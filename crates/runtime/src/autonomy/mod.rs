//! Autonomy loop
//!
//! The per-incident control cycle: perceive → reason → policy → (approval)
//! → (shadow) → execute → score → memorize. The model proposes, the policy
//! engine disposes, and every suspension point honors the kill switch.

mod agent_loop;
mod kill_switch;
mod trace;

pub use agent_loop::{AutonomyLoop, StepResult};
pub use kill_switch::KillSwitch;
pub use trace::{CognitiveTraceWriter, ReplayBuffer, ReplayEntry, ReplayOutcome};

use std::collections::HashMap;

use chrono::{DateTime, Utc};
use serde::{Deserialize, Serialize};

/// An input observation for the agent: a log excerpt, metric anomaly, or
/// alert. Immutable once created.
#[derive(Debug, Clone, Serialize, Deserialize)]
pub struct Observation {
    pub content: String,
    /// Where the observation came from ("logs", "metrics", "events",
    /// "alert").
    pub source: String,
    /// Stamped at creation when absent from the input.
    #[serde(default = "Utc::now")]
    pub timestamp: DateTime<Utc>,
    #[serde(default)]
    pub metadata: HashMap<String, String>,
}

impl Observation {
    pub fn new(content: impl Into<String>, source: impl Into<String>) -> Self {
        Self {
            content: content.into(),
            source: source.into(),
            timestamp: Utc::now(),
            metadata: HashMap::new(),
        }
    }

    pub fn with_metadata(mut self, key: impl Into<String>, value: impl Into<String>) -> Self {
        self.metadata.insert(key.into(), value.into());
        self
    }
}

#[cfg(test)]
mod tests {
    use super::*;

    #[test]
    fn observation_carries_source_and_metadata() {
        let observation = Observation::new("pod restarting", "metrics")
            .with_metadata("namespace", "checkout");
        assert_eq!(observation.source, "metrics");
        assert_eq!(observation.metadata["namespace"], "checkout");
    }

    #[test]
    fn observation_deserializes_without_timestamp() {
        let observation: Observation =
            serde_json::from_str(r#"{"content": "api down", "source": "alert"}"#).unwrap();
        assert_eq!(observation.content, "api down");
        assert!(observation.metadata.is_empty());
    }
}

○ ○ ○ ○ ○

* _WHAT THIS TASK INVOLVES_: Please go through the data above and copy each line containing the word "metrics".

* _REPLY_:
    /// Where the observation came from ("logs", "metrics", "events",
        let observation = Observation::new("pod restarting", "metrics")
        assert_eq!(observation.source, "metrics");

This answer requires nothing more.